(Stored items)

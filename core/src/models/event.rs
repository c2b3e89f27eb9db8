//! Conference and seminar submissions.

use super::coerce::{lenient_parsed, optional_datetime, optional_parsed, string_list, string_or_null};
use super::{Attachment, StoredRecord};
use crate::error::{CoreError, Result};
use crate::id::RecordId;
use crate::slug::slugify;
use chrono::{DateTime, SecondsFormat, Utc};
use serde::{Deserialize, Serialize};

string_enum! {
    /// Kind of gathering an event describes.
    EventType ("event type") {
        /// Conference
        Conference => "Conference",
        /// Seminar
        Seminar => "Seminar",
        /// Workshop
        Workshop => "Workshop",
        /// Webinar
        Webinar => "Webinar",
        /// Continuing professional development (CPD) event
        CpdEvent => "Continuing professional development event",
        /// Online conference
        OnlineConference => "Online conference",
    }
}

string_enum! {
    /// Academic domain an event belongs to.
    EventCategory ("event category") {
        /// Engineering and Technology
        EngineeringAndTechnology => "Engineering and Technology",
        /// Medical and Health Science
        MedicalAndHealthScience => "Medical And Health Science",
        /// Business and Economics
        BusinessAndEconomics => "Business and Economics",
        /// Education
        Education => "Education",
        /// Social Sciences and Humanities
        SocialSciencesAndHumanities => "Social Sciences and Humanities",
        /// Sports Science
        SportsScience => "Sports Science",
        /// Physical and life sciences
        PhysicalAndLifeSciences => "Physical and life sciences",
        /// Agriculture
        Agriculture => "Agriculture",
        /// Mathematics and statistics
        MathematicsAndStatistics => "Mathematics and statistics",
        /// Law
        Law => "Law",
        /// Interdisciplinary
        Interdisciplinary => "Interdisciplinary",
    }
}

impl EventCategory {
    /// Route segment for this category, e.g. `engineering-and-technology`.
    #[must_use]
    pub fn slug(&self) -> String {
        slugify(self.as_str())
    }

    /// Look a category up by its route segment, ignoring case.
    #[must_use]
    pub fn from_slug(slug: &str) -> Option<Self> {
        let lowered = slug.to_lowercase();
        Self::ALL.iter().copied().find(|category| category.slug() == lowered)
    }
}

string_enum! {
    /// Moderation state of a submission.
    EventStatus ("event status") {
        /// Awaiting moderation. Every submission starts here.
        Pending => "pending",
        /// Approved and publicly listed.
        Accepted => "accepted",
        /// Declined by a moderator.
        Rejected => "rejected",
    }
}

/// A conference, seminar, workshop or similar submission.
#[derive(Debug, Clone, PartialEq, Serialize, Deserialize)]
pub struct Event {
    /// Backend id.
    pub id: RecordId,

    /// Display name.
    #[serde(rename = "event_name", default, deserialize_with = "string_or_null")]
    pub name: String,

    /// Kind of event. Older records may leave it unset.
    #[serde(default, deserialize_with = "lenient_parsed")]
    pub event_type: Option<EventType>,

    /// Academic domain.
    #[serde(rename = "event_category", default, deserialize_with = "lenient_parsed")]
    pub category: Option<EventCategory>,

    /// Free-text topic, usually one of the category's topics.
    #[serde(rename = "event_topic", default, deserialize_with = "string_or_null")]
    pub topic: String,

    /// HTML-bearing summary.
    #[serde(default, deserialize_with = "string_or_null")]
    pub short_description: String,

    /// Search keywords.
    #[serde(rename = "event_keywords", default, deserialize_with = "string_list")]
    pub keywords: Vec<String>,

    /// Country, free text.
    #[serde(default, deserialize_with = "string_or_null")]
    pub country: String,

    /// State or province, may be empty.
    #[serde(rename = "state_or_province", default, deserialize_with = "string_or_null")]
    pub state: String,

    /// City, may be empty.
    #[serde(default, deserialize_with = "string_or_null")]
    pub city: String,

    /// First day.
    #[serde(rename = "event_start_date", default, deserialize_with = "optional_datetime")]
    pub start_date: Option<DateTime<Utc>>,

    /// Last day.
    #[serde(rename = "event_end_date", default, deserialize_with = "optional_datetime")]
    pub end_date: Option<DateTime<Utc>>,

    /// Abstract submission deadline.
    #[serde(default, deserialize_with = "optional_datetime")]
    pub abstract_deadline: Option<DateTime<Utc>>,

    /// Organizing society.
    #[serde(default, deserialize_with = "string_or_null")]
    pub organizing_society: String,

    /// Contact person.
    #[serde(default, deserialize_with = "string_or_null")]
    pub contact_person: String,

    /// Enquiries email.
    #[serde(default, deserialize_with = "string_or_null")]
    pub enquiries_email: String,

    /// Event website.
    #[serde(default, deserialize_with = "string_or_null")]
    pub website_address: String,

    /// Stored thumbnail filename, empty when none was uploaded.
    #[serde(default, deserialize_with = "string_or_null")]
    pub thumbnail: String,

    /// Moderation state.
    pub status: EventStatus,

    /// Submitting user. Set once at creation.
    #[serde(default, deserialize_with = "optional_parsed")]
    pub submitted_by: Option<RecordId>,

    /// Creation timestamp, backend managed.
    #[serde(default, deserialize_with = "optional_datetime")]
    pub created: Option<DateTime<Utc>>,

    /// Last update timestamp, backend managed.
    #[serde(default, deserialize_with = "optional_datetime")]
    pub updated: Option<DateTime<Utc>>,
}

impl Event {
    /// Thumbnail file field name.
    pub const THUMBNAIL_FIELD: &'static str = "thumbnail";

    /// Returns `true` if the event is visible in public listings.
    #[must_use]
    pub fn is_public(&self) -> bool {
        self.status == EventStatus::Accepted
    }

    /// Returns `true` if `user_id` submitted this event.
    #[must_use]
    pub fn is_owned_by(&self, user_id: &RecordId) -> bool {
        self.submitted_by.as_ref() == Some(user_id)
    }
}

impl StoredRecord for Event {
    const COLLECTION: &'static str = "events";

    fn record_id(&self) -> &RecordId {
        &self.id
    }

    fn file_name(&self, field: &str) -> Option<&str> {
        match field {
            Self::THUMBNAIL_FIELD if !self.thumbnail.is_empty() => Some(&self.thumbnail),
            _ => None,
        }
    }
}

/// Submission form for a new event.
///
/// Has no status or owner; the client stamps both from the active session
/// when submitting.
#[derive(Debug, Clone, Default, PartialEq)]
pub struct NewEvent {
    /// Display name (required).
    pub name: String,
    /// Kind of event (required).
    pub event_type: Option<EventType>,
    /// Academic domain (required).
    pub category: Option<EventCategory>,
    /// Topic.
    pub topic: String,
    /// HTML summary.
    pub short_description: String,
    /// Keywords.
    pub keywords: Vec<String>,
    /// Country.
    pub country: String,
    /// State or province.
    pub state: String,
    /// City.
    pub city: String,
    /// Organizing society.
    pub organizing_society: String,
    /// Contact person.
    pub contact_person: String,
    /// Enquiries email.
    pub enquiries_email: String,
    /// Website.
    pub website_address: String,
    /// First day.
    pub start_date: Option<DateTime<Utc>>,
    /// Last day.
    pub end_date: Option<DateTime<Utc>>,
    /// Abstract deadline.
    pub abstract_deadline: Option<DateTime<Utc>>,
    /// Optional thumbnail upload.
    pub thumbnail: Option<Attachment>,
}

Exercise prompt >> Go through the entries and return each line where the word "Sports" appears.

Final answer >>
        /// Sports Science
        SportsScience => "Sports Science",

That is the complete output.